Oysa zaman eski eşyalarla dolu çatı katındaki gibi geri gitse ve öylece donup kalsa ne güzel olurdu. Bir el, masanın köşesinde çaprazlama duran daktiloda hikâyesini yeniden yazsa; olmadı bir ihtiyar, duvarda asılı gaz lambasının fitilini tutuştursa; ışığın etrafında toplanan çocuklara, Beyoğlu’nun atına atlayıp Kafdağı’na gidişini, peri kızını bin bir zahmetle buluşunu, atının terkisine atıp sarayına getirişini, Kel Oğlan’ın, Dev Anası’nın elinden kurnazlıkla kurtuluşunu anlatsa; çocuklar ihtiyarı ağızları beş karış açık dinlese, masal bittiğinde “Bir daha nine!
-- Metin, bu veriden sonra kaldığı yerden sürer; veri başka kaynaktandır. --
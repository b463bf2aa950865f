mod common;

use anyhow::Result;
use reqwest::{multipart, Client, StatusCode};
use serde_json::{json, Value};

fn id_of(value: &Value) -> String {
    value["id"].as_str().unwrap_or_default().to_string()
}

#[tokio::test]
async fn incident_creation_is_role_and_owner_gated() -> Result<()> {
    let Some(server) = common::ensure_server().await? else {
        return Ok(());
    };
    let client = Client::new();
    let commander = common::register(server, "commander").await?;
    let pilot = common::register(server, "pilot").await?;
    let user = common::register(server, "user").await?;

    let mission = common::create_mission(server, &commander, &common::unique("Gated"), "pending").await?;
    let mission_id = id_of(&mission);
    let url = server.url(&format!("/api/missions/{}/incidents", mission_id));
    let body = json!({"title": "Hull breach", "description": "Deck 3", "status": "pending"});

    let res = client.post(&url).bearer_auth(&user.token).json(&body).send().await?;
    assert_eq!(res.status(), StatusCode::FORBIDDEN);
    assert_eq!(
        res.json::<Value>().await?["message"],
        "User role user is not authorized to access this route"
    );

    let res = client.post(&url).bearer_auth(&pilot.token).json(&body).send().await?;
    assert_eq!(res.status(), StatusCode::FORBIDDEN);
    assert_eq!(
        res.json::<Value>().await?["message"],
        format!(
            "User {} does not have permission to create an incident for mission {}.",
            pilot.id, mission_id
        )
    );

    let res = client.post(&url).bearer_auth(&commander.token).json(&body).send().await?;
    assert_eq!(res.status(), StatusCode::CREATED);
    let incident = res.json::<Value>().await?;
    assert_eq!(incident["mission_id"], mission_id.as_str());
    assert_eq!(incident["status"], "pending");
    Ok(())
}

#[tokio::test]
async fn incidents_list_is_scoped_to_the_mission() -> Result<()> {
    let Some(server) = common::ensure_server().await? else {
        return Ok(());
    };
    let pilot = common::register(server, "pilot").await?;

    let first = common::create_mission(server, &pilot, &common::unique("First"), "pending").await?;
    let second = common::create_mission(server, &pilot, &common::unique("Second"), "pending").await?;
    common::create_incident(server, &pilot, &id_of(&first)).await?;
    common::create_incident(server, &pilot, &id_of(&first)).await?;
    common::create_incident(server, &pilot, &id_of(&second)).await?;

    let body = Client::new()
        .get(server.url(&format!("/api/missions/{}/incidents", id_of(&first))))
        .send()
        .await?
        .json::<Value>()
        .await?;
    let incidents = body.as_array().cloned().unwrap_or_default();
    assert_eq!(incidents.len(), 2);
    assert!(incidents.iter().all(|i| i["mission_id"] == first["id"]));
    Ok(())
}

#[tokio::test]
async fn incident_update_and_delete() -> Result<()> {
    let Some(server) = common::ensure_server().await? else {
        return Ok(());
    };
    let client = Client::new();
    let pilot = common::register(server, "pilot").await?;
    let mission = common::create_mission(server, &pilot, &common::unique("Updates"), "pending").await?;
    let incident = common::create_incident(server, &pilot, &id_of(&mission)).await?;
    let url = server.url(&format!("/api/incidents/{}", id_of(&incident)));

    let res = client
        .put(&url)
        .bearer_auth(&pilot.token)
        .json(&json!({"status": "resolved"}))
        .send()
        .await?;
    assert_eq!(res.status(), StatusCode::OK);
    assert_eq!(res.json::<Value>().await?["status"], "resolved");

    let res = client
        .put(&url)
        .bearer_auth(&pilot.token)
        .json(&json!({"status": "lost"}))
        .send()
        .await?;
    assert_eq!(res.status(), StatusCode::BAD_REQUEST);

    let res = client.delete(&url).bearer_auth(&pilot.token).send().await?;
    assert_eq!(res.status(), StatusCode::OK);
    assert_eq!(res.json::<Value>().await?, json!({"message": "Incident deleted successfully"}));

    let res = client.get(&url).send().await?;
    assert_eq!(res.status(), StatusCode::NOT_FOUND);
    assert_eq!(res.json::<Value>().await?["message"], "Incident not found");
    Ok(())
}

#[tokio::test]
async fn report_must_belong_to_the_mission_in_the_path() -> Result<()> {
    let Some(server) = common::ensure_server().await? else {
        return Ok(());
    };
    let pilot = common::register(server, "pilot").await?;
    let first = common::create_mission(server, &pilot, &common::unique("Left"), "pending").await?;
    let second = common::create_mission(server, &pilot, &common::unique("Right"), "pending").await?;
    let incident = common::create_incident(server, &pilot, &id_of(&second)).await?;

    let res = Client::new()
        .post(server.url(&format!(
            "/api/missions/{}/incidents/{}/reports",
            id_of(&first),
            id_of(&incident)
        )))
        .bearer_auth(&pilot.token)
        .json(&json!({"title": "Mismatch", "content": "x"}))
        .send()
        .await?;
    assert_eq!(res.status(), StatusCode::NOT_FOUND);
    assert_eq!(res.json::<Value>().await?["message"], "Incident not found");
    Ok(())
}

#[tokio::test]
async fn report_lifecycle_with_files() -> Result<()> {
    let Some(server) = common::ensure_server().await? else {
        return Ok(());
    };
    let client = Client::new();
    let pilot = common::register(server, "pilot").await?;
    let mission = common::create_mission(server, &pilot, &common::unique("Files"), "pending").await?;
    let mission_id = id_of(&mission);
    let incident = common::create_incident(server, &pilot, &mission_id).await?;
    let incident_id = id_of(&incident);
    let report = common::create_report(server, &pilot, &mission_id, &incident_id).await?;
    assert_eq!(report["status"], "open");
    assert_eq!(report["files"], json!([]));

    let base = server.url(&format!(
        "/api/missions/{}/incidents/{}/reports",
        mission_id, incident_id
    ));
    let report_url = format!("{}/{}", base, id_of(&report));

    let listed = client.get(&base).send().await?.json::<Value>().await?;
    assert_eq!(listed.as_array().map(Vec::len), Some(1));

    // upload without a file part
    let form = multipart::Form::new().text("note", "no file here");
    let res = client
        .post(format!("{}/upload", report_url))
        .bearer_auth(&pilot.token)
        .multipart(form)
        .send()
        .await?;
    assert_eq!(res.status(), StatusCode::BAD_REQUEST);
    assert_eq!(res.json::<Value>().await?["message"], "Please upload a file");

    let part = multipart::Part::bytes(b"telemetry dump".to_vec())
        .file_name("telemetry.txt")
        .mime_str("text/plain")?;
    let res = client
        .post(format!("{}/upload", report_url))
        .bearer_auth(&pilot.token)
        .multipart(multipart::Form::new().part("file", part))
        .send()
        .await?;
    assert_eq!(res.status(), StatusCode::OK);
    let uploaded = res.json::<Value>().await?;
    assert_eq!(uploaded["message"], "File uploaded and added to report successfully");
    assert_eq!(uploaded["file"]["file_type"], "text/plain");
    let file_id = id_of(&uploaded["file"]);
    let file_url = uploaded["file_url"].as_str().unwrap_or_default().to_string();

    let blob = client.get(&file_url).send().await?;
    assert_eq!(blob.status(), StatusCode::OK);
    assert_eq!(blob.text().await?, "telemetry dump");

    let files = client
        .get(format!("{}/files", report_url))
        .send()
        .await?
        .json::<Value>()
        .await?;
    assert_eq!(files["files"].as_array().map(Vec::len), Some(1));

    let file = client
        .get(format!("{}/files/{}", report_url, file_id))
        .send()
        .await?
        .json::<Value>()
        .await?;
    assert_eq!(file["file_url"], file_url.as_str());

    let res = client
        .delete(format!("{}/files/{}", report_url, file_id))
        .bearer_auth(&pilot.token)
        .send()
        .await?;
    assert_eq!(res.status(), StatusCode::OK);
    assert_eq!(res.json::<Value>().await?, json!({"message": "File deleted successfully"}));

    let res = client.get(format!("{}/files/{}", report_url, file_id)).send().await?;
    assert_eq!(res.status(), StatusCode::NOT_FOUND);
    assert_eq!(res.json::<Value>().await?["message"], "File not found");

    let res = client
        .put(&report_url)
        .bearer_auth(&pilot.token)
        .json(&json!({"status": "closed"}))
        .send()
        .await?;
    assert_eq!(res.status(), StatusCode::OK);
    assert_eq!(res.json::<Value>().await?["status"], "closed");

    let res = client.delete(&report_url).bearer_auth(&pilot.token).send().await?;
    assert_eq!(res.status(), StatusCode::OK);
    assert_eq!(res.json::<Value>().await?, json!({"message": "Report deleted successfully"}));
    Ok(())
}

async fn upload(client: &Client, account: &common::Account, report_url: &str, name: &str) -> Result<Value> {
    let part = multipart::Part::bytes(name.as_bytes().to_vec())
        .file_name(name.to_string())
        .mime_str("text/plain")?;
    let res = client
        .post(format!("{}/upload", report_url))
        .bearer_auth(&account.token)
        .multipart(multipart::Form::new().part("file", part))
        .send()
        .await?;
    anyhow::ensure!(res.status() == StatusCode::OK, "upload failed: {}", res.status());
    Ok(res.json::<Value>().await?["file"].clone())
}

#[tokio::test]
async fn deleting_one_file_keeps_the_others() -> Result<()> {
    let Some(server) = common::ensure_server().await? else {
        return Ok(());
    };
    let client = Client::new();
    let pilot = common::register(server, "pilot").await?;
    let mission = common::create_mission(server, &pilot, &common::unique("Attachments"), "pending").await?;
    let mission_id = id_of(&mission);
    let incident = common::create_incident(server, &pilot, &mission_id).await?;
    let incident_id = id_of(&incident);
    let report = common::create_report(server, &pilot, &mission_id, &incident_id).await?;
    let report_url = server.url(&format!(
        "/api/missions/{}/incidents/{}/reports/{}",
        mission_id,
        incident_id,
        id_of(&report)
    ));

    let first = upload(&client, &pilot, &report_url, "first.txt").await?;
    let second = upload(&client, &pilot, &report_url, "second.txt").await?;
    let third = upload(&client, &pilot, &report_url, "third.txt").await?;

    let res = client
        .delete(format!("{}/files/{}", report_url, id_of(&second)))
        .bearer_auth(&pilot.token)
        .send()
        .await?;
    assert_eq!(res.status(), StatusCode::OK);

    let files = client
        .get(format!("{}/files", report_url))
        .send()
        .await?
        .json::<Value>()
        .await?;
    let ids: Vec<String> = files["files"]
        .as_array()
        .map(|files| files.iter().map(id_of).collect())
        .unwrap_or_default();
    assert_eq!(ids, vec![id_of(&first), id_of(&third)]);

    // deleting the last remaining files leaves an empty list, not null
    for file in [&first, &third] {
        client
            .delete(format!("{}/files/{}", report_url, id_of(file)))
            .bearer_auth(&pilot.token)
            .send()
            .await?;
    }
    let files = client
        .get(format!("{}/files", report_url))
        .send()
        .await?
        .json::<Value>()
        .await?;
    assert_eq!(files["files"], json!([]));
    Ok(())
}
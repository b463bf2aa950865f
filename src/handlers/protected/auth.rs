// handlers/protected/auth.rs - account self-service for the signed-in user
//
// GET /api/v1/auth/me
// PUT /api/v1/auth/updatedetails
// PUT /api/v1/auth/updatepassword

use axum::{extract::State, Extension};

use crate::auth::Principal;
use crate::database::models::User;
use crate::error::ApiError;
use crate::handlers::public::auth::token_response;
use crate::middleware::{ApiJson, ApiResponse, TokenResponse};
use crate::services::accounts::{DetailsInput, PasswordChangeInput};
use crate::services::AccountService;
use crate::state::AppState;

/// GET /api/v1/auth/me
pub async fn me(Extension(principal): Extension<Principal>) -> ApiResponse<User> {
    ApiResponse::success(principal.user)
}

/// PUT /api/v1/auth/updatedetails - name and email only
pub async fn update_details(
    State(state): State<AppState>,
    Extension(principal): Extension<Principal>,
    ApiJson(input): ApiJson<DetailsInput>,
) -> Result<ApiResponse<User>, ApiError> {
    let user = AccountService::new(&state.db)
        .update_details(&principal.user, input)
        .await?;
    Ok(ApiResponse::success(user))
}

/// PUT /api/v1/auth/updatepassword - requires the current password, re-issues the token
pub async fn update_password(
    State(state): State<AppState>,
    Extension(principal): Extension<Principal>,
    ApiJson(input): ApiJson<PasswordChangeInput>,
) -> Result<TokenResponse, ApiError> {
    let user = AccountService::new(&state.db)
        .update_password(&principal.user, input)
        .await?;
    token_response(&state, &user, "Password updated")
}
Nine bir daha!” diye yalvarsa; kapının girişindeki sobanın üstündeki çaydanlık kendi kendine fokurdasa; karşı duvara yaslı dolaptaki siyah beyaz televizyonda Hulusi Kentmen,mecburiyetten hırsızlık yapan Tarık’la Necla’yı önce bir güzel azarladıktan sonra dünyanın en babacan, en merhametli komiserine dönüşüp bıyığını bura bura nasihat etse;
Aliye Rona eline geçirdiği kazmayla köyün kötü kalpli muhtarına bir başına meydan okusa; masanın kısa kenarındaki radyoda Zeki Müren, Müzeyyen Senar hiç olmazsa Ahmet Özhan, Emel Sayın
şarkılar söylese; sokaktan üç tekerlekli el arabasıyla “Dondurmam kaymak!” diye bağıra bağıra dondurmacı geçse ama zaman hiç geçmemiş olsa ne güzel olurdu. İşte o zaman bu ansiklopedinin arasına gizlenmiş fotoğraf hiç çekilmemiş, o da bunu görmemiş olacaktı.